Might I point you in the direction of the last edition of 'Mining History' (Vol. 19 No. 3 Summer 2015) for an article by Simon Timberlake on Mining and Smelting in the Prehistoric period.
There will also be a considerable amount of information in 'The Archaeology of Mining and Quarrying in England: An Archaeological Research Framework for the Extractive Industries in England' which has been produced by a group of us led by Peter Claughton and Phil Newman on behalf of NAMHO, which should be published in the next two or three months.
There was a considerable period from the late Neolithic onwards when copper was smelted and used just as copper. It's usually referred to as the Chalcolithic and fits between the New Stone Age (Neolithic) and the Bronze Age.
For details see: Julian Heath (2012) Life in Copper Age Britain. Amberley Publishing, Stroud.
I quote from Simon's article: The tin question is also an interesting one. Britain emerges into a fully-fledged tin Bronze Age around 2100-1900 BC; a date which is surprisingly early in the evolutionary sequence of development of metal-using technologies, given that use of copper here only begins around 2600-2500 BC. Furthermore, when bronze first appears in these islands, the tin level is high, with between 5-12% tin content being typical of flat axes during the Early Bronze Age (Northover 1999, 223), rising to 10-12% by the Middle Bronze Age.

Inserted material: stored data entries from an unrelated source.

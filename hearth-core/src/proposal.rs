#![forbid(unsafe_code)]

use chrono::{DateTime, Duration, Utc};
use serde::{Deserialize, Serialize};
use uuid::Uuid;

#[derive(Debug, Clone, Copy, PartialEq, Eq, Hash, Serialize, Deserialize)]
#[serde(rename_all = "snake_case")]
pub enum SubjectType {
    SafetySetting,
    AgreementChange,
    Dissolution,
}

impl std::fmt::Display for SubjectType {
    fn fmt(&self, f: &mut std::fmt::Formatter<'_>) -> std::fmt::Result {
        match self {
            SubjectType::SafetySetting => write!(f, "safety_setting"),
            SubjectType::AgreementChange => write!(f, "agreement_change"),
            SubjectType::Dissolution => write!(f, "dissolution"),
        }
    }
}

/// The setting axis a safety-setting proposal targets. Also the scoping
/// key for decline cooldowns.
#[derive(Debug, Clone, PartialEq, Eq, Hash, Serialize, Deserialize)]
#[serde(rename_all = "snake_case")]
pub enum SettingKey {
    MonitoringInterval,
    DataRetention,
    TimeLimits,
    MinimumAge,
    Custom(String),
}

impl std::fmt::Display for SettingKey {
    fn fmt(&self, f: &mut std::fmt::Formatter<'_>) -> std::fmt::Result {
        match self {
            SettingKey::MonitoringInterval => write!(f, "monitoring_interval"),
            SettingKey::DataRetention => write!(f, "data_retention"),
            SettingKey::TimeLimits => write!(f, "time_limits"),
            SettingKey::MinimumAge => write!(f, "minimum_age"),
            SettingKey::Custom(name) => write!(f, "{}", name),
        }
    }
}

/// Ordered protection levels for enum-valued settings. Ordering is by
/// strictness: `Off < AlertsOnly < Standard < Strict`.
#[derive(Debug, Clone, Copy, PartialEq, Eq, PartialOrd, Ord, Serialize, Deserialize)]
#[serde(rename_all = "snake_case")]
pub enum ProtectionLevel {
    Off,
    AlertsOnly,
    Standard,
    Strict,
}

#[derive(Debug, Clone, PartialEq, Eq, Serialize, Deserialize)]
#[serde(rename_all = "snake_case")]
pub enum SettingValue {
    Number(i64),
    Level(ProtectionLevel),
}

/// One field of a co-parenting agreement, before and after.
#[derive(Debug, Clone, PartialEq, Eq, Serialize, Deserialize)]
pub struct AgreementChange {
    pub field: SettingKey,
    pub current: SettingValue,
    pub proposed: SettingValue,
}

#[derive(Debug, Clone, PartialEq, Eq, Serialize, Deserialize)]
#[serde(rename_all = "snake_case")]
pub enum ProposalPayload {
    Setting {
        key: SettingKey,
        current: SettingValue,
        proposed: SettingValue,
    },
    Agreement {
        changes: Vec<AgreementChange>,
    },
    Dissolution {
        reason: Option<String>,
    },
}

#[derive(Debug, Clone, Copy, PartialEq, Eq, Serialize, Deserialize)]
#[serde(rename_all = "snake_case")]
pub enum ProposalStatus {
    PendingApproval,
    PendingAcknowledgment,
    Approved,
    CoolingPeriod,
    Declined,
    Cancelled,
    Expired,
    Completed,
}

impl ProposalStatus {
    pub fn is_pending(&self) -> bool {
        matches!(
            self,
            ProposalStatus::PendingApproval | ProposalStatus::PendingAcknowledgment
        )
    }

    /// Terminal statuses are immutable; `CoolingPeriod` is the one
    /// non-pending status with permitted secondary transitions
    /// (to `Cancelled` or `Completed`).
    pub fn is_terminal(&self) -> bool {
        matches!(
            self,
            ProposalStatus::Approved
                | ProposalStatus::Declined
                | ProposalStatus::Cancelled
                | ProposalStatus::Expired
                | ProposalStatus::Completed
        )
    }
}

impl std::fmt::Display for ProposalStatus {
    fn fmt(&self, f: &mut std::fmt::Formatter<'_>) -> std::fmt::Result {
        let s = match self {
            ProposalStatus::PendingApproval => "pending_approval",
            ProposalStatus::PendingAcknowledgment => "pending_acknowledgment",
            ProposalStatus::Approved => "approved",
            ProposalStatus::CoolingPeriod => "cooling_period",
            ProposalStatus::Declined => "declined",
            ProposalStatus::Cancelled => "cancelled",
            ProposalStatus::Expired => "expired",
            ProposalStatus::Completed => "completed",
        };
        write!(f, "{}", s)
    }
}

#[derive(Debug, Clone, PartialEq, Eq, Serialize, Deserialize)]
pub struct Acknowledgment {
    pub guardian_id: String,
    pub acknowledged_at: DateTime<Utc>,
}

/// Per-subject deadline and cardinality rules. The three consent flows
/// share one state machine; only these parameters differ.
#[derive(Debug, Clone, Serialize, Deserialize)]
pub struct SubjectRules {
    /// How long the proposal may wait for a response. `None` means the
    /// proposal waits indefinitely (dissolution acknowledgment).
    #[serde(with = "opt_duration_serde")]
    pub pending_lifetime: Option<Duration>,
    /// Delay between approval of a protection reduction and the change
    /// taking effect.
    #[serde(with = "duration_serde")]
    pub cooling_period: Duration,
    /// Reversal window recorded for emergency increases.
    #[serde(with = "duration_serde")]
    pub review_window: Duration,
    /// Re-proposal block after a decline on the same subject key.
    #[serde(with = "duration_serde")]
    pub decline_cooldown: Duration,
    /// Whether families with more than two guardians consent via
    /// per-guardian acknowledgment instead of a single approval.
    pub multi_party: bool,
}

impl SubjectRules {
    pub fn for_subject(subject: SubjectType) -> Self {
        match subject {
            SubjectType::SafetySetting => Self {
                pending_lifetime: Some(Duration::hours(72)),
                cooling_period: Duration::hours(48),
                review_window: Duration::hours(48),
                decline_cooldown: Duration::days(7),
                multi_party: false,
            },
            SubjectType::AgreementChange => Self {
                pending_lifetime: Some(Duration::days(14)),
                cooling_period: Duration::hours(48),
                review_window: Duration::hours(48),
                decline_cooldown: Duration::days(7),
                multi_party: false,
            },
            SubjectType::Dissolution => Self {
                pending_lifetime: None,
                cooling_period: Duration::days(30),
                review_window: Duration::hours(48),
                decline_cooldown: Duration::days(7),
                multi_party: true,
            },
        }
    }
}

#[derive(Debug, Clone, Serialize, Deserialize)]
pub struct ConsentProposal {
    pub id: Uuid,
    pub family_id: String,
    pub subject_type: SubjectType,
    /// Cooldown and classification scoping key. For agreement bundles and
    /// dissolution this names the subject as a whole.
    pub subject_key: SettingKey,
    pub payload: ProposalPayload,
    pub proposer_id: String,
    pub status: ProposalStatus,
    /// Computed once at proposal time; immutable thereafter. Approval-time
    /// branching re-derives restrictiveness from the stored payload instead
    /// of trusting this flag.
    pub is_emergency_increase: bool,
    pub created_at: DateTime<Utc>,
    pub expires_at: Option<DateTime<Utc>>,
    pub review_expires_at: Option<DateTime<Utc>>,
    pub effective_at: Option<DateTime<Utc>>,
    pub resolved_at: Option<DateTime<Utc>>,
    pub approver_id: Option<String>,
    pub decline_reason: Option<String>,
    pub cancelled_by_uid: Option<String>,
    pub acknowledgments: Vec<Acknowledgment>,
    /// Optimistic concurrency token; bumped by the store on every
    /// successful conditional update.
    pub revision: u64,
}

impl ConsentProposal {
    pub fn new(
        family_id: impl Into<String>,
        subject_type: SubjectType,
        subject_key: SettingKey,
        proposer_id: impl Into<String>,
        payload: ProposalPayload,
        status: ProposalStatus,
        created_at: DateTime<Utc>,
        expires_at: Option<DateTime<Utc>>,
    ) -> Self {
        Self {
            id: Uuid::new_v4(),
            family_id: family_id.into(),
            subject_type,
            subject_key,
            payload,
            proposer_id: proposer_id.into(),
            status,
            is_emergency_increase: false,
            created_at,
            expires_at,
            review_expires_at: None,
            effective_at: None,
            resolved_at: None,
            approver_id: None,
            decline_reason: None,
            cancelled_by_uid: None,
            acknowledgments: Vec::new(),
            revision: 0,
        }
    }

    pub fn is_expired(&self, now: DateTime<Utc>) -> bool {
        match self.expires_at {
            Some(deadline) => self.status.is_pending() && now > deadline,
            None => false,
        }
    }

    /// A cooling-period change is observable as "in effect" only once
    /// `effective_at` has passed.
    pub fn is_in_effect(&self, now: DateTime<Utc>) -> bool {
        match self.status {
            ProposalStatus::Approved | ProposalStatus::Completed => true,
            ProposalStatus::CoolingPeriod => self
                .effective_at
                .map(|at| now >= at)
                .unwrap_or(false),
            _ => false,
        }
    }

    pub fn has_acknowledged(&self, guardian_id: &str) -> bool {
        self.acknowledgments
            .iter()
            .any(|a| a.guardian_id == guardian_id)
    }

    /// Parties entitled to cancel during the cooling period.
    pub fn is_party(&self, uid: &str) -> bool {
        self.proposer_id == uid || self.approver_id.as_deref() == Some(uid)
    }
}

pub(crate) mod duration_serde {
    use chrono::Duration;
    use serde::{Deserialize, Deserializer, Serialize, Serializer};

    pub fn serialize<S>(duration: &Duration, serializer: S) -> Result<S::Ok, S::Error>
    where
        S: Serializer,
    {
        duration.num_seconds().serialize(serializer)
    }

    pub fn deserialize<'de, D>(deserializer: D) -> Result<Duration, D::Error>
    where
        D: Deserializer<'de>,
    {
        let secs = i64::deserialize(deserializer)?;
        Ok(Duration::seconds(secs))
    }
}

pub(crate) mod opt_duration_serde {
    use chrono::Duration;
    use serde::{Deserialize, Deserializer, Serialize, Serializer};

    pub fn serialize<S>(duration: &Option<Duration>, serializer: S) -> Result<S::Ok, S::Error>
    where
        S: Serializer,
    {
        duration.map(|d| d.num_seconds()).serialize(serializer)
    }

    pub fn deserialize<'de, D>(deserializer: D) -> Result<Option<Duration>, D::Error>
    where
        D: Deserializer<'de>,
    {
        let secs = Option::<i64>::deserialize(deserializer)?;
        Ok(secs.map(Duration::seconds))
    }
}

#[cfg(test)]
mod tests {
    use super::*;

    fn setting_proposal(status: ProposalStatus) -> ConsentProposal {
        ConsentProposal::new(
            "fam-1",
            SubjectType::SafetySetting,
            SettingKey::MonitoringInterval,
            "guardian-a",
            ProposalPayload::Setting {
                key: SettingKey::MonitoringInterval,
                current: SettingValue::Number(60),
                proposed: SettingValue::Number(30),
            },
            status,
            Utc::now(),
            Some(Utc::now() + Duration::hours(72)),
        )
    }

    #[test]
    fn test_expiry_only_applies_while_pending() {
        let mut proposal = setting_proposal(ProposalStatus::PendingApproval);
        proposal.expires_at = Some(Utc::now() - Duration::hours(1));
        assert!(proposal.is_expired(Utc::now()));

        proposal.status = ProposalStatus::Approved;
        assert!(!proposal.is_expired(Utc::now()));
    }

    #[test]
    fn test_cooling_period_not_in_effect_before_effective_at() {
        let now = Utc::now();
        let mut proposal = setting_proposal(ProposalStatus::CoolingPeriod);
        proposal.effective_at = Some(now + Duration::hours(48));

        assert!(!proposal.is_in_effect(now));
        assert!(proposal.is_in_effect(now + Duration::hours(49)));
    }

    #[test]
    fn test_subject_rules_table() {
        let settings = SubjectRules::for_subject(SubjectType::SafetySetting);
        assert_eq!(settings.pending_lifetime, Some(Duration::hours(72)));
        assert_eq!(settings.cooling_period, Duration::hours(48));
        assert!(!settings.multi_party);

        let agreements = SubjectRules::for_subject(SubjectType::AgreementChange);
        assert_eq!(agreements.pending_lifetime, Some(Duration::days(14)));

        let dissolution = SubjectRules::for_subject(SubjectType::Dissolution);
        assert_eq!(dissolution.pending_lifetime, None);
        assert_eq!(dissolution.cooling_period, Duration::days(30));
        assert!(dissolution.multi_party);
    }

    #[test]
    fn test_protection_level_ordering() {
        assert!(ProtectionLevel::Off < ProtectionLevel::AlertsOnly);
        assert!(ProtectionLevel::Standard < ProtectionLevel::Strict);
    }

    #[test]
    fn test_party_check() {
        let mut proposal = setting_proposal(ProposalStatus::CoolingPeriod);
        proposal.approver_id = Some("guardian-b".into());

        assert!(proposal.is_party("guardian-a"));
        assert!(proposal.is_party("guardian-b"));
        assert!(!proposal.is_party("guardian-c"));
    }
}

Most likely this reflects the easy availability of alluvial-sourced tin from SW England (W. Devon and Cornwall), and the existence of trade exchange pathways between the tin and copper-producing areas.

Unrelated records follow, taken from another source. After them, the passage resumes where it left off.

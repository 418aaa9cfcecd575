//! Predicate providers for shapeguard.
//!
//! Two providers plug into the same [`PredicateResolver`] seam:
//! [`ShapeRegistry`] is a flat table of "is-shape" checks with no notion of
//! optionality, and [`DescriptorCatalog`] layers named descriptors (which may
//! carry their own optionality) on top of another resolver.

mod catalog;
mod registry;

use std::sync::Arc;

use once_cell::sync::Lazy;

pub use catalog::DescriptorCatalog;
pub use registry::ShapeRegistry;
pub use shapeguard_descriptor::{Predicate, PredicateResolver};

static BUILTINS: Lazy<Arc<ShapeRegistry>> = Lazy::new(|| Arc::new(ShapeRegistry::with_builtins()));

/// Shared, immutable registry holding the builtin predicates.
pub fn builtins() -> Arc<ShapeRegistry> {
    BUILTINS.clone()
}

At present there is (as far as I am aware - and I have my ear to the ground) no known Bronze Age mining in the Lakes (or in fact in Cornwall or Devon) which is surprising. It may be that the evidence has disappeared but even if the mine itself has gone there are usually the scattered stone hammer tools which are diagnostic of Bronze Age mining. See details of the excavations at Copa Hill, Cwmystwyth, for more information. At Ecton Mine in Staffordshire the presence of these tools was noted as far back as the time of Thomas Bateman, the antiquarian barrow digger of the 1860s.
As in all these matters - there are far more questions than answers.